Association of cartilage defects with loss of knee cartilage in healthy, middle-age adults: A prospective study
Article first published online: 28 JUN 2005
Copyright © 2005 by the American College of Rheumatology
Arthritis & Rheumatism
Volume 52, Issue 7, pages 2033–2039, July 2005
How to Cite
Cicuttini, F., Ding, C., Wluka, A., Davis, S., Ebeling, P. R. and Jones, G. (2005), Association of cartilage defects with loss of knee cartilage in healthy, middle-age adults: A prospective study. Arthritis & Rheumatism, 52: 2033–2039. doi: 10.1002/art.21148
- Issue published online: 28 JUN 2005
- Article first published online: 28 JUN 2005
- Manuscript Accepted: 6 APR 2005
- Manuscript Received: 26 MAY 2004
- Colonial Foundation
- Shepherd Foundation
- NHMRC Center for Clinical Research Excellence
The significance of asymptomatic knee cartilage defects in healthy individuals is not known.

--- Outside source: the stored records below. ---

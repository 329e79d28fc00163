//! Configuration loading
//!
//! Settings are resolved once at process start, in priority order:
//! 1. Command-line arguments (applied by the binary after `load`)
//! 2. Environment variables (`GALLERY_*`)
//! 3. TOML config file
//! 4. Built-in defaults
//!
//! A missing config file is not fatal: the service logs a warning and starts
//! with defaults. A config file that exists but does not parse is an error.

use crate::{Error, Result};
use serde::Deserialize;
use std::path::{Path, PathBuf};
use std::str::FromStr;
use tracing::{info, warn};

/// Default HTTP port for the gallery service
pub const DEFAULT_PORT: u16 = 5780;

/// Folder under which all catalog assets live in the media store
pub const DEFAULT_ROOT_FOLDER: &str = "Tom van As Kunst";

/// Which backing store supplies painting metadata
#[derive(Debug, Clone, Copy, PartialEq, Eq, Deserialize, Default)]
#[serde(rename_all = "lowercase")]
pub enum SourceKind {
    /// Local relational store (SQLite rows)
    #[default]
    Sqlite,
    /// Object-tag store (Cloudinary tags + context fields)
    Cloudinary,
}

impl FromStr for SourceKind {
    type Err = Error;

    fn from_str(s: &str) -> Result<Self> {
        match s.trim().to_ascii_lowercase().as_str() {
            "sqlite" => Ok(SourceKind::Sqlite),
            "cloudinary" => Ok(SourceKind::Cloudinary),
            other => Err(Error::Config(format!("Unknown metadata source: {}", other))),
        }
    }
}

/// Which image-serving backend renders delivery URLs
#[derive(Debug, Clone, Copy, PartialEq, Eq, Deserialize, Default)]
#[serde(rename_all = "lowercase")]
pub enum ImageBackendKind {
    #[default]
    Imagor,
    Cloudinary,
}

impl FromStr for ImageBackendKind {
    type Err = Error;

    fn from_str(s: &str) -> Result<Self> {
        match s.trim().to_ascii_lowercase().as_str() {
            "imagor" => Ok(ImageBackendKind::Imagor),
            "cloudinary" => Ok(ImageBackendKind::Cloudinary),
            other => Err(Error::Config(format!("Unknown image backend: {}", other))),
        }
    }
}

/// Image delivery settings
#[derive(Debug, Clone, Deserialize)]
#[serde(default)]
pub struct ImageConfig {
    pub backend: ImageBackendKind,
    /// Base URL of the object storage bucket holding the originals
    pub storage_url: String,
    /// Base URL of the Imagor transformation service
    pub imagor_base_url: String,
}

impl Default for ImageConfig {
    fn default() -> Self {
        Self {
            backend: ImageBackendKind::default(),
            storage_url: String::new(),
            imagor_base_url: "http://localhost:8080".to_string(),
        }
    }
}

/// Cloudinary account settings (object-tag store and delivery backend)
#[derive(Debug, Clone, Deserialize)]
#[serde(default)]
pub struct CloudinaryConfig {
    pub cloud_name: String,
    pub api_key: String,
    pub api_secret: String,
    pub api_base_url: String,
}

impl Default for CloudinaryConfig {
    fn default() -> Self {
        Self {
            cloud_name: String::new(),
            api_key: String::new(),
            api_secret: String::new(),
            api_base_url: "https://api.cloudinary.com".to_string(),
        }
    }
}

/// Catalog shaping settings
#[derive(Debug, Clone, Deserialize)]
#[serde(default)]
pub struct CatalogConfig {
    /// Root collection prefix stripped during category derivation
    pub root_folder: String,
    /// Curated category list; when set it is served verbatim
    pub categories: Option<Vec<String>>,
}

impl Default for CatalogConfig {
    fn default() -> Self {
        Self {
            root_folder: DEFAULT_ROOT_FOLDER.to_string(),
            categories: None,
        }
    }
}

/// Retry policy for backing-store calls
#[derive(Debug, Clone, Deserialize)]
#[serde(default)]
pub struct RetryConfig {
    pub max_attempts: u32,
    pub base_delay_ms: u64,
    pub multiplier: f64,
    pub max_delay_ms: u64,
}

impl Default for RetryConfig {
    fn default() -> Self {
        Self {
            max_attempts: 3,
            base_delay_ms: 200,
            multiplier: 2.0,
            max_delay_ms: 2000,
        }
    }
}

/// Logging configuration
#[derive(Debug, Clone, Deserialize)]
#[serde(default)]
pub struct LoggingConfig {
    /// Log level (trace, debug, info, warn, error); `RUST_LOG` takes precedence
    pub level: String,
}

impl Default for LoggingConfig {
    fn default() -> Self {
        Self {
            level: "info".to_string(),
        }
    }
}

/// Complete service configuration
#[derive(Debug, Clone, Deserialize)]
#[serde(default)]
pub struct GalleryConfig {
    /// Path to the SQLite database file
    pub database_path: PathBuf,
    pub bind_address: String,
    pub port: u16,
    pub source: SourceKind,
    /// Plaintext admin password; unset means admin login always fails
    pub admin_password: Option<String>,
    pub images: ImageConfig,
    pub cloudinary: CloudinaryConfig,
    pub catalog: CatalogConfig,
    pub retry: RetryConfig,
    pub logging: LoggingConfig,
}

impl Default for GalleryConfig {
    fn default() -> Self {
        Self {
            database_path: default_database_path(),
            bind_address: "127.0.0.1".to_string(),
            port: DEFAULT_PORT,
            source: SourceKind::default(),
            admin_password: None,
            images: ImageConfig::default(),
            cloudinary: CloudinaryConfig::default(),
            catalog: CatalogConfig::default(),
            retry: RetryConfig::default(),
            logging: LoggingConfig::default(),
        }
    }
}

impl GalleryConfig {
    /// Load configuration from TOML (if present) and the process environment.
    ///
    /// `explicit_path` must exist when given; the default location may be absent.
    pub fn load(explicit_path: Option<&Path>) -> Result<Self> {
        let mut config = match explicit_path {
            Some(path) => {
                if !path.exists() {
                    return Err(Error::Config(format!(
                        "Config file not found: {}",
                        path.display()
                    )));
                }
                Self::from_toml_file(path)?
            }
            None => match default_config_path() {
                Some(path) if path.exists() => Self::from_toml_file(&path)?,
                Some(path) => {
                    warn!(
                        "No config file at {}, using built-in defaults",
                        path.display()
                    );
                    Self::default()
                }
                None => {
                    warn!("Could not determine config directory, using built-in defaults");
                    Self::default()
                }
            },
        };

        config.apply_env(|key| std::env::var(key).ok())?;
        Ok(config)
    }

    /// Parse a TOML config file
    pub fn from_toml_file(path: &Path) -> Result<Self> {
        let content = std::fs::read_to_string(path)?;
        let config = Self::from_toml_str(&content)
            .map_err(|e| Error::Config(format!("{}: {}", path.display(), e)))?;
        info!("Loaded configuration from {}", path.display());
        Ok(config)
    }

    /// Parse TOML text; absent keys fall back to defaults
    pub fn from_toml_str(content: &str) -> Result<Self> {
        toml::from_str(content).map_err(|e| Error::Config(format!("Parse TOML failed: {}", e)))
    }

    /// Overlay `GALLERY_*` environment variables using the given lookup.
    ///
    /// Empty values are ignored so that `GALLERY_ADMIN_PASSWORD=` does not
    /// configure an empty password.
    pub fn apply_env<F>(&mut self, lookup: F) -> Result<()>
    where
        F: Fn(&str) -> Option<String>,
    {
        let get = |key: &str| lookup(key).filter(|v| !v.trim().is_empty());

        if let Some(v) = get("GALLERY_DB_PATH") {
            self.database_path = PathBuf::from(v);
        }
        if let Some(v) = get("GALLERY_BIND") {
            self.bind_address = v;
        }
        if let Some(v) = get("GALLERY_PORT") {
            self.port = v
                .trim()
                .parse()
                .map_err(|_| Error::Config(format!("Invalid GALLERY_PORT: {}", v)))?;
        }
        if let Some(v) = get("GALLERY_SOURCE") {
            self.source = v.parse()?;
        }
        if let Some(v) = get("GALLERY_ADMIN_PASSWORD") {
            self.admin_password = Some(v);
        }
        if let Some(v) = get("GALLERY_IMAGE_BACKEND") {
            self.images.backend = v.parse()?;
        }
        if let Some(v) = get("GALLERY_IMAGE_STORAGE_URL") {
            self.images.storage_url = v;
        }
        if let Some(v) = get("GALLERY_IMAGOR_BASE_URL") {
            self.images.imagor_base_url = v;
        }
        if let Some(v) = get("GALLERY_CLOUDINARY_CLOUD_NAME") {
            self.cloudinary.cloud_name = v;
        }
        if let Some(v) = get("GALLERY_CLOUDINARY_API_KEY") {
            self.cloudinary.api_key = v;
        }
        if let Some(v) = get("GALLERY_CLOUDINARY_API_SECRET") {
            self.cloudinary.api_secret = v;
        }
        if let Some(v) = get("GALLERY_CLOUDINARY_API_BASE_URL") {
            self.cloudinary.api_base_url = v;
        }
        if let Some(v) = get("GALLERY_ROOT_FOLDER") {
            self.catalog.root_folder = v;
        }
        Ok(())
    }

    /// Configured admin password, or `Config` error when unset/blank
    pub fn admin_password(&self) -> Result<&str> {
        match self.admin_password.as_deref() {
            Some(p) if !p.trim().is_empty() => Ok(p),
            _ => Err(Error::Config(
                "Admin password not configured (set GALLERY_ADMIN_PASSWORD)".to_string(),
            )),
        }
    }

    /// Check that the selected source has the settings it needs
    pub fn validate(&self) -> Result<()> {
        if self.source == SourceKind::Cloudinary {
            let c = &self.cloudinary;
            if c.cloud_name.is_empty() || c.api_key.is_empty() || c.api_secret.is_empty() {
                return Err(Error::Config(
                    "Cloudinary source requires cloud_name, api_key and api_secret".to_string(),
                ));
            }
        }
        if self.images.backend == ImageBackendKind::Cloudinary
            && self.cloudinary.cloud_name.is_empty()
        {
            return Err(Error::Config(
                "Cloudinary image backend requires cloudinary.cloud_name".to_string(),
            ));
        }
        Ok(())
    }
}

/// Default TOML config location: `<config dir>/gallery/config.toml`
pub fn default_config_path() -> Option<PathBuf> {
    dirs::config_dir().map(|d| d.join("gallery").join("config.toml"))
}

/// Default database location: `<local data dir>/gallery/gallery.db`
fn default_database_path() -> PathBuf {
    dirs::data_local_dir()
        .map(|d| d.join("gallery"))
        .unwrap_or_else(|| PathBuf::from("./gallery_data"))
        .join("gallery.db")
}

The aim of this study was to examine the association between cartilage defects in the knee and cartilage volume both cross-sectionally and longitudinally in healthy, middle-age adults.
Eighty-six healthy men and women (mean ± SD age 53.8 ± 8.8 years) underwent T1-weighted fat-suppressed magnetic resonance imaging of their dominant knees at baseline and at the 2-year followup visit. Knee cartilage volume was measured. Cartilage defects were scored according to a grading system (0–4) and as present (a defect score of ≥2) or absent in the medial and lateral tibiofemoral compartments.
Cartilage defects in the medial and lateral tibiofemoral compartments were very common (in 61% and 43% of subjects, respectively). Those with cartilage defects had a 25% reduction in medial tibial cartilage volume, a 15% reduction in lateral tibial cartilage volume, and a 19% reduction in total femoral cartilage volume relative to those with no cartilage defects in cross-sectional analyses (all P < 0.05). In the medial tibiofemoral compartment, the annual loss of tibial cartilage in those with cartilage defects was 2.5% (95% confidence interval [95% CI] 2.2%, 3.1%) compared with an annual loss of tibial cartilage of 1.3% (95% CI 0.5%, 2.0%) in those with no defects (P = 0.028), independent of other known risk factors for osteoarthritis (OA).
These data suggest that the presence of asymptomatic, non–full-thickness medial tibiofemoral cartilage defects identifies healthy individuals most likely to lose knee cartilage in the absence of radiographic knee OA. Thus, interventions aimed at reducing or reversing cartilage defects may reduce the risk of subsequent knee OA.